"Las profecías de la tía"
En mi familia se respetaban las generaciones, así fueran de la tercera, como en el caso de mis tíos Pedro y Petra, su esposa. Mi tío Pedro, que en realidad no sé si era nuestro tío, creo que era hermano de mi bisabuela.
Su esposa, mi tía Petra, era una señora muy católica. Siempre nos contaba cuentos de santos y santas. Recuerdo que nos decía: —Fíjense bien, va a llegar el día en que las mujeres van a traer el vestido más arriba de la rodilla. Cuando ese día llegue, es la señal de que el mundo se va a acabar. Así lo dice la Biblia.
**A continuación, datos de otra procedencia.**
use chrono::NaiveDate;
use std::time::Duration;

use research_core::{with_retries, FilingRef, FilingSummary, ResearchError, SummaryKind};

use crate::FragmentContext;

const FILINGS_INDEX_TTL: Duration = Duration::from_secs(24 * 3600);
const FILING_FORMS: &[&str] = &["10-K", "10-Q"];
const FILINGS_INDEX_LIMIT: usize = 4;

/// Characters of raw MD&A attached to fallback summaries.
const EXCERPT_LEN: usize = 400;

const FALLBACK_SUMMARY: &str = "（未啟用 LLM 摘要，以下為 MD&A 原文節錄）";

/// Most recent 10-K/10-Q filings on or before the baseline date.
pub async fn list_filings(
    ctx: &FragmentContext,
    ticker: &str,
    baseline: NaiveDate,
) -> Result<Vec<FilingRef>, ResearchError> {
    let kv_key = format!("filings_index_{ticker}_{baseline}");
    if let Some(cached) = ctx.kv.read(&kv_key, FILINGS_INDEX_TTL).await {
        if let Ok(filings) = serde_json::from_value::<Vec<FilingRef>>(cached) {
            return Ok(filings);
        }
    }

    let filings = with_retries(ctx.config.api_retry_attempts, ctx.config.retry_delay(), || {
        ctx.sec
            .recent_filings(ticker, FILING_FORMS, baseline, FILINGS_INDEX_LIMIT)
    })
    .await?;

    if let Ok(json) = serde_json::to_value(&filings) {
        let _ = ctx.kv.write(&kv_key, &json).await;
    }
    Ok(filings)
}

fn summary_kv_key(ticker: &str, filing: &FilingRef) -> String {
    format!(
        "filing_summary_{ticker}_{}_{}",
        filing.form, filing.filing_date
    )
}

fn excerpt(text: &str) -> String {
    match text.char_indices().nth(EXCERPT_LEN) {
        Some((idx, _)) => text[..idx].to_string(),
        None => text.to_string(),
    }
}

fn fallback_summary(filing: &FilingRef, mda_text: &str) -> FilingSummary {
    FilingSummary {
        form: filing.form.clone(),
        filing_date: filing.filing_date,
        report_date: filing.report_date,
        mda_summary: FALLBACK_SUMMARY.to_string(),
        summary_kind: SummaryKind::Fallback,
        mda_excerpt: Some(excerpt(mda_text)),
    }
}

/// Per-filing summary pipeline: prior bundle → KV cache → MD&A fetch →
/// LLM summarizer, with the deterministic excerpt fallback. A stored
/// fallback is upgraded once an LLM key becomes available.
pub async fn build_filing_summary(
    ctx: &FragmentContext,
    ticker: &str,
    filing: &FilingRef,
    prior: Option<&FilingSummary>,
) -> FilingSummary {
    let llm_enabled = ctx.llm.is_enabled();

    if let Some(prior) = prior {
        if prior.summary_kind == SummaryKind::Llm || !llm_enabled {
            return prior.clone();
        }
    }

    let kv_key = summary_kv_key(ticker, filing);
    if let Some(cached) = ctx
        .kv
        .read(&kv_key, ctx.config.filing_summary_ttl())
        .await
    {
        if let Ok(stored) = serde_json::from_value::<FilingSummary>(cached) {
            if stored.summary_kind == SummaryKind::Llm || !llm_enabled {
                return stored;
            }
        }
    }

    let mda_text = match with_retries(
        ctx.config.api_retry_attempts,
        ctx.config.retry_delay(),
        || ctx.sec.fetch_mda(&filing.url),
    )
    .await
    {
        Ok(text) if !text.trim().is_empty() => text,
        Ok(_) => {
            tracing::debug!("empty MD&A for {} {}", ticker, filing.url);
            return fallback_summary(filing, "");
        }
        Err(e) => {
            tracing::warn!("MD&A fetch failed for {} {}: {e}", ticker, filing.url);
            return fallback_summary(filing, "");
        }
    };

    let summary = if llm_enabled {
        match ctx.llm.summarize_mda(ticker, &mda_text).await {
            Ok(text) => FilingSummary {
                form: filing.form.clone(),
                filing_date: filing.filing_date,
                report_date: filing.report_date,
                mda_summary: text,
                summary_kind: SummaryKind::Llm,
                mda_excerpt: None,
            },
            Err(e) => {
                tracing::warn!("MD&A summarization failed for {ticker}: {e}");
                fallback_summary(filing, &mda_text)
            }
        }
    } else {
        fallback_summary(filing, &mda_text)
    };

    if let Ok(json) = serde_json::to_value(&summary) {
        let _ = ctx.kv.write(&kv_key, &json).await;
    }
    summary
}

/// Looks up a prior summary of the same (form, filing_date) in a stored
/// bundle's summaries.
pub fn prior_summary<'a>(
    stored: &'a [FilingSummary],
    filing: &FilingRef,
) -> Option<&'a FilingSummary> {
    stored
        .iter()
        .find(|s| s.form == filing.form && s.filing_date == filing.filing_date)
}

#[cfg(test)]
mod tests {
    use super::*;

    fn filing() -> FilingRef {
        FilingRef {
            form: "10-Q".to_string(),
            filing_date: NaiveDate::from_ymd_opt(2024, 2, 21).unwrap(),
            report_date: NaiveDate::from_ymd_opt(2024, 1, 28),
            url: "https://example.test/filing.htm".to_string(),
            accession: None,
        }
    }

    #[test]
    fn fallback_carries_bounded_excerpt() {
        let text = "a".repeat(1000);
        let summary = fallback_summary(&filing(), &text);
        assert_eq!(summary.summary_kind, SummaryKind::Fallback);
        assert_eq!(summary.mda_excerpt.as_ref().unwrap().len(), EXCERPT_LEN);
    }

    #[test]
    fn prior_summary_matches_on_form_and_date() {
        let f = filing();
        let stored = vec![FilingSummary {
            form: "10-Q".to_string(),
            filing_date: f.filing_date,
            report_date: None,
            mda_summary: "prior".to_string(),
            summary_kind: SummaryKind::Llm,
            mda_excerpt: None,
        }];
        assert!(prior_summary(&stored, &f).is_some());

        let other = FilingRef {
            form: "10-K".to_string(),
            ..f
        };
        assert!(prior_summary(&stored, &other).is_none());
    }

    #[test]
    fn summary_kv_key_is_per_form_and_date() {
        let key = summary_kv_key("NVDA", &filing());
        assert_eq!(key, "filing_summary_NVDA_10-Q_2024-02-21");
    }
}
Cuando éramos niñas, el vestido se usaba abajo de la rodilla; las mujeres adultas, mucho más abajo. ¡Imagínense cuando se empezó a usar más arriba de la rodilla! Casi enseñábamos las pantaletas.
En los años sesenta, cuando se puso de moda la minifalda, si ella aún vivía, qué asustada debió de haber estado, pensando que el mundo ya estaba a punto de acabarse. Ahora las chamacas andan con todo de fuera... y el mundo sigue girando.
"El miedo y la enseñanza"
Marce estaba casada con Goyo, un hombre muy feo, con bolas en la cara como espinillas. Tuvieron dos hijas, Chávela y Bertha.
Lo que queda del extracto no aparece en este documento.